Capítulo 4: Aponte os principais aspectos do Projeto Ético-político do Serviço Social. Resposta:  O Projeto Ético-político do Serviço Social foi construído coletivamente pela

categoria profissional e apresenta o resultado de um processo contínuo e inacabado de construção da identidade própria da profissão, em substituição a uma identidade atribuída, característica da gênese da profissão. A princípio, o Serviço Social se posicionou em prol dos interesses das classes dominantes, não questionando a implicação das ações de seu trabalho na reprodução das relações sociais capitalistas. Apresentava uma prática alienada e alienante que favorecia manutenção do status quo. A partir do Movimento de Reconceituação e da incorporação da teoria crítico-social, os assistentes assistente s sociais passaram a construir princípios que norteiam a profissão e que a colocam em defesa dos interesses das classes trabalhadoras e da garantia dos direitos sociais, reconhecendo a liberdade enquanto o valor ético central. Apesar de hegemônico, ol projeto ético-político não é único. Seu caráter democrático aponta uma noção clara da profissão e, além de se materializar no Código de Ética Profissional, também está presente nas diretrizes curriculares e na lei que regulamenta a profissão.

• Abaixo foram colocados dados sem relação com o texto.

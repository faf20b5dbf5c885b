//! Integration tests for the discovery screen.
//!
//! These tests drive a mounted screen end to end through the public API:
//! - permission answer → location stream → first fix → places fan-out
//! - merge order, partial and total failure
//! - configuration precheck and unmount safety
//!
//! Run with: `cargo test --test discovery_integration`

use std::collections::HashMap;
use std::sync::{Arc, Mutex};
use std::time::Duration;

use proptest::prelude::*;

use petnearby::config::DiscoveryConfig;
use petnearby::coord::Coordinate;
use petnearby::discovery::{
    DiscoveryPhase, DiscoveryServices, MapCommand, MountedScreen, PermissionState,
    RecordingMapSurface,
};
use petnearby::location::{ChannelLocationProvider, LocationFeed};
use petnearby::permission::{DenialReason, StaticPermissionGate};
use petnearby::places::{PlaceQuery, PlacesClient, PlacesError, RawPlace, SearchResponse};
use petnearby::BoxFuture;

// ============================================================================
// Helper Functions
// ============================================================================

/// Places endpoint scripted per category, recording every query.
#[derive(Clone, Default)]
struct ScriptedPlaces {
    responses: HashMap<String, Result<SearchResponse, PlacesError>>,
    delays: HashMap<String, Duration>,
    queries: Arc<Mutex<Vec<PlaceQuery>>>,
}

impl ScriptedPlaces {
    fn with(mut self, category: &str, response: Result<SearchResponse, PlacesError>) -> Self {
        self.responses.insert(category.to_string(), response);
        self
    }

    fn slow(mut self, category: &str, delay: Duration) -> Self {
        self.delays.insert(category.to_string(), delay);
        self
    }

    fn queries(&self) -> Vec<PlaceQuery> {
        self.queries.lock().unwrap().clone()
    }
}

impl PlacesClient for ScriptedPlaces {
    fn search<'a>(&'a self, query: &'a PlaceQuery) -> BoxFuture<'a, Result<SearchResponse, PlacesError>> {
        self.queries.lock().unwrap().push(query.clone());
        let delay = self.delays.get(&query.category).copied();
        let response = self
            .responses
            .get(&query.category)
            .cloned()
            .unwrap_or_else(|| Ok(SearchResponse::ok(Vec::new())));
        Box::pin(async move {
            if let Some(delay) = delay {
                tokio::time::sleep(delay).await;
            }
            response
        })
    }

    fn name(&self) -> &str {
        "Scripted"
    }
}

/// One mounted screen plus handles on every collaborator.
struct Session {
    screen: MountedScreen,
    gate: Arc<StaticPermissionGate>,
    provider: ChannelLocationProvider,
    feed: LocationFeed,
    places: ScriptedPlaces,
    map: Arc<RecordingMapSurface>,
}

fn mount(gate: StaticPermissionGate, places: ScriptedPlaces, config: DiscoveryConfig) -> Session {
    let gate = Arc::new(gate);
    let (provider, feed) = ChannelLocationProvider::new();
    let map = Arc::new(RecordingMapSurface::new());
    let screen = MountedScreen::mount(
        DiscoveryServices {
            permission: Arc::clone(&gate),
            location: provider.clone(),
            places: places.clone(),
            map: map.clone(),
        },
        config,
    );
    Session {
        screen,
        gate,
        provider,
        feed,
        places,
        map,
    }
}

fn configured() -> DiscoveryConfig {
    DiscoveryConfig::default().with_api_key("integration_key")
}

fn coord(lat: f64, lon: f64) -> Coordinate {
    Coordinate::new(lat, lon).unwrap()
}

fn found(ids: &[&str]) -> Result<SearchResponse, PlacesError> {
    Ok(SearchResponse::ok(
        ids.iter()
            .enumerate()
            .map(|(i, id)| RawPlace::new(id, &format!("Place {}", id), 51.5 + i as f64 * 0.001, -0.12))
            .collect(),
    ))
}

async fn wait_for_subscriber(feed: &LocationFeed) {
    while !feed.has_subscriber() {
        tokio::task::yield_now().await;
    }
}

const LONDON: (f64, f64) = (51.5074, -0.1278);

// ============================================================================
// Integration Tests
// ============================================================================

/// Grant → first fix → both categories queried once → Ready.
#[tokio::test]
async fn test_full_flow_reaches_ready() {
    let places = ScriptedPlaces::default()
        .with("pharmacy", found(&["A", "B"]))
        .with("veterinary_care", found(&["C"]));
    let mut s = mount(StaticPermissionGate::granted(), places, configured());

    wait_for_subscriber(&s.feed).await;
    assert!(s.feed.push(coord(LONDON.0, LONDON.1)));

    let state = s.screen.settled().await;
    assert_eq!(state.phase, DiscoveryPhase::Ready);
    assert_eq!(state.permission, PermissionState::Granted);
    assert!(state.location_fixed);
    assert!(!state.loading);
    assert!(state.error.is_none());
    assert!(state.warning.is_none());

    let categories: Vec<_> = s.places.queries().into_iter().map(|q| q.category).collect();
    assert_eq!(categories, vec!["pharmacy", "veterinary_care"]);
    assert!(s.map.commands().iter().any(|c| matches!(c, MapCommand::ShowPlaces(p) if p.len() == 3)));
    assert_eq!(s.gate.prompt_count(), 1);
    assert_eq!(s.provider.subscription_count(), 1);

    s.screen.unmount().await;
    assert!(!s.feed.has_subscriber());
}

/// The slower category still comes first in the merged list.
#[tokio::test(start_paused = true)]
async fn test_merge_order_ignores_completion_order() {
    let places = ScriptedPlaces::default()
        .with("pharmacy", found(&["A", "B"]))
        .with("veterinary_care", found(&["C"]))
        .slow("pharmacy", Duration::from_secs(3));
    let mut s = mount(StaticPermissionGate::granted(), places, configured());

    wait_for_subscriber(&s.feed).await;
    s.feed.push(coord(LONDON.0, LONDON.1));

    let state = s.screen.settled().await;
    let ids: Vec<_> = state.places.iter().map(|p| p.id.as_str()).collect();
    assert_eq!(ids, vec!["A", "B", "C"]);
    s.screen.unmount().await;
}

/// A failing category degrades to a warning.
#[tokio::test]
async fn test_partial_failure_is_ready() {
    let places = ScriptedPlaces::default()
        .with("pharmacy", Err(PlacesError::HttpError("HTTP 503".to_string())))
        .with("veterinary_care", found(&["C"]));
    let mut s = mount(StaticPermissionGate::granted(), places, configured());

    wait_for_subscriber(&s.feed).await;
    s.feed.push(coord(LONDON.0, LONDON.1));

    let state = s.screen.settled().await;
    assert_eq!(state.phase, DiscoveryPhase::Ready);
    let ids: Vec<_> = state.places.iter().map(|p| p.id.as_str()).collect();
    assert_eq!(ids, vec!["C"]);
    assert!(state.error.is_none());
    assert!(state.warning.unwrap().contains("pharmacy"));
    s.screen.unmount().await;
}

/// Every category failing, by transport or by status, fails the session.
#[tokio::test]
async fn test_total_failure_is_failed() {
    let places = ScriptedPlaces::default()
        .with("pharmacy", Err(PlacesError::HttpError("offline".to_string())))
        .with(
            "veterinary_care",
            Ok(SearchResponse::failed("REQUEST_DENIED", Some("The provided API key is invalid.".to_string()))),
        );
    let mut s = mount(StaticPermissionGate::granted(), places, configured());

    wait_for_subscriber(&s.feed).await;
    s.feed.push(coord(LONDON.0, LONDON.1));

    let state = s.screen.settled().await;
    assert_eq!(state.phase, DiscoveryPhase::Failed);
    assert!(state.places.is_empty());
    assert!(!state.loading);
    let error = state.error.unwrap();
    assert!(!error.is_empty());
    assert!(error.contains("REQUEST_DENIED"));
    s.screen.unmount().await;
}

/// Denial never touches the location stream or the places endpoint.
#[tokio::test]
async fn test_denial_short_circuits() {
    let mut s = mount(
        StaticPermissionGate::denied(DenialReason::UserDenied),
        ScriptedPlaces::default(),
        configured(),
    );

    let state = s.screen.settled().await;
    assert_eq!(state.phase, DiscoveryPhase::Failed);
    assert_eq!(state.permission, PermissionState::Denied(DenialReason::UserDenied));
    assert_eq!(state.error.as_deref(), Some("Permission to access location was denied"));
    assert_eq!(s.provider.subscription_count(), 0);
    assert!(s.places.queries().is_empty());
    assert!(!s.feed.push(coord(LONDON.0, LONDON.1)));
    s.screen.unmount().await;
}

/// A missing key fails before the prompt, with no network traffic.
#[tokio::test]
async fn test_missing_api_key_precheck() {
    let mut s = mount(
        StaticPermissionGate::granted(),
        ScriptedPlaces::default(),
        DiscoveryConfig::default(),
    );

    let state = s.screen.settled().await;
    assert_eq!(state.phase, DiscoveryPhase::Failed);
    assert!(state.error.unwrap().starts_with("Configuration error"));
    assert_eq!(s.gate.prompt_count(), 0);
    assert_eq!(s.provider.subscription_count(), 0);
    assert!(s.places.queries().is_empty());
    s.screen.unmount().await;
}

/// An empty category list in the config file is caught before the prompt.
#[tokio::test]
async fn test_empty_categories_precheck() {
    let config = DiscoveryConfig::from_ini_str("[places]\napi_key = k\ncategories = \n").unwrap();
    assert!(config.places.categories.is_empty());
    let mut s = mount(StaticPermissionGate::granted(), ScriptedPlaces::default(), config);

    let state = s.screen.settled().await;
    assert_eq!(state.phase, DiscoveryPhase::Failed);
    assert!(!state.loading);
    assert!(state.error.unwrap().starts_with("Configuration error"));
    assert_eq!(s.gate.prompt_count(), 0);
    assert_eq!(s.provider.subscription_count(), 0);
    assert!(s.places.queries().is_empty());
    assert!(!s.feed.push(coord(LONDON.0, LONDON.1)));
    s.screen.unmount().await;
}

/// Events delivered after unmount are dropped without touching the state.
#[tokio::test]
async fn test_late_event_after_unmount_is_noop() {
    let s = mount(StaticPermissionGate::granted(), ScriptedPlaces::default(), configured());
    wait_for_subscriber(&s.feed).await;

    let before = s.screen.state();
    let watcher = s.screen.watch();
    s.screen.unmount().await;

    assert!(!s.feed.push(coord(LONDON.0, LONDON.1)));
    assert!(!s.feed.has_subscriber());
    let after = watcher.borrow().clone();
    assert_eq!(after, before);
    assert_eq!(after.phase, DiscoveryPhase::AwaitingFirstFix);
    assert!(s.places.queries().is_empty());
    assert!(s.map.commands().is_empty());
}

/// With a first-fix timeout configured, a silent stream ends in Failed.
#[tokio::test(start_paused = true)]
async fn test_first_fix_timeout_fails() {
    let mut s = mount(
        StaticPermissionGate::granted(),
        ScriptedPlaces::default(),
        configured().with_first_fix_timeout(Some(Duration::from_secs(20))),
    );

    let state = s.screen.settled().await;
    assert_eq!(state.phase, DiscoveryPhase::Failed);
    assert!(state.error.unwrap().contains("20 seconds"));
    s.screen.unmount().await;
    assert!(!s.feed.has_subscriber());
}

// ============================================================================
// Property Tests
// ============================================================================

fn coordinate_strategy() -> impl Strategy<Value = Coordinate> {
    (-89.0f64..89.0, -179.0f64..179.0).prop_map(|(lat, lon)| coord(lat, lon))
}

proptest! {
    #![proptest_config(ProptestConfig::with_cases(32))]

    /// However many updates arrive, only the first one drives the camera
    /// and the places query.
    #[test]
    fn prop_first_fix_is_idempotent(updates in prop::collection::vec(coordinate_strategy(), 1..16)) {
        let runtime = tokio::runtime::Builder::new_current_thread()
            .enable_all()
            .build()
            .unwrap();

        runtime.block_on(async {
            let places = ScriptedPlaces::default()
                .with("pharmacy", found(&["A"]))
                .with("veterinary_care", found(&["B"]));
            let mut s = mount(StaticPermissionGate::granted(), places, configured());
            wait_for_subscriber(&s.feed).await;

            for update in &updates {
                s.feed.push(*update);
            }
            let state = s.screen.settled().await;
            while s.map.user_locations().len() < updates.len() {
                tokio::task::yield_now().await;
            }
            s.screen.unmount().await;

            let first = updates[0];
            let queries = s.places.queries();
            prop_assert_eq!(queries.len(), 2);
            prop_assert!(queries.iter().all(|q| q.location == first));
            prop_assert_eq!(s.map.camera_moves().len(), 1);
            prop_assert_eq!(s.map.camera_moves()[0].0.center, first);
            prop_assert_eq!(state.region.map(|r| r.center), Some(first));
            prop_assert_eq!(s.map.user_locations(), updates.clone());
            Ok(())
        })?;
    }
}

Capítulo 5: Após a leitura do Capítulo 5, responda a seguinte questão: qual a importância de cada dimensão do Serviço Social para uma prática comprometida com os princípios da profissão? Resposta: O exercício profissional competente e em consonância com os princípios éticos

da profissão e com o projeto ético-político da categoria necessita contemplar quatro dimensões: a do fazer profissional (dimensão técnico-operativa), a do saber profissional (dimensão teórico-metodológica), a do poder profissional (dimensão ético-política) e a da cientificidade da ação profissional (dimensão investigativa). As quatro dimensões explicitadas compõe uma exigência profissional e este, ao atuar sobre a realidade, o fará de forma crítica, eficiente e ética, priorizando o projeto profissional da profissão e o compromisso com a população. Por isso devem estar articuladas entre si, não podendo considerar uma mais importante que outra.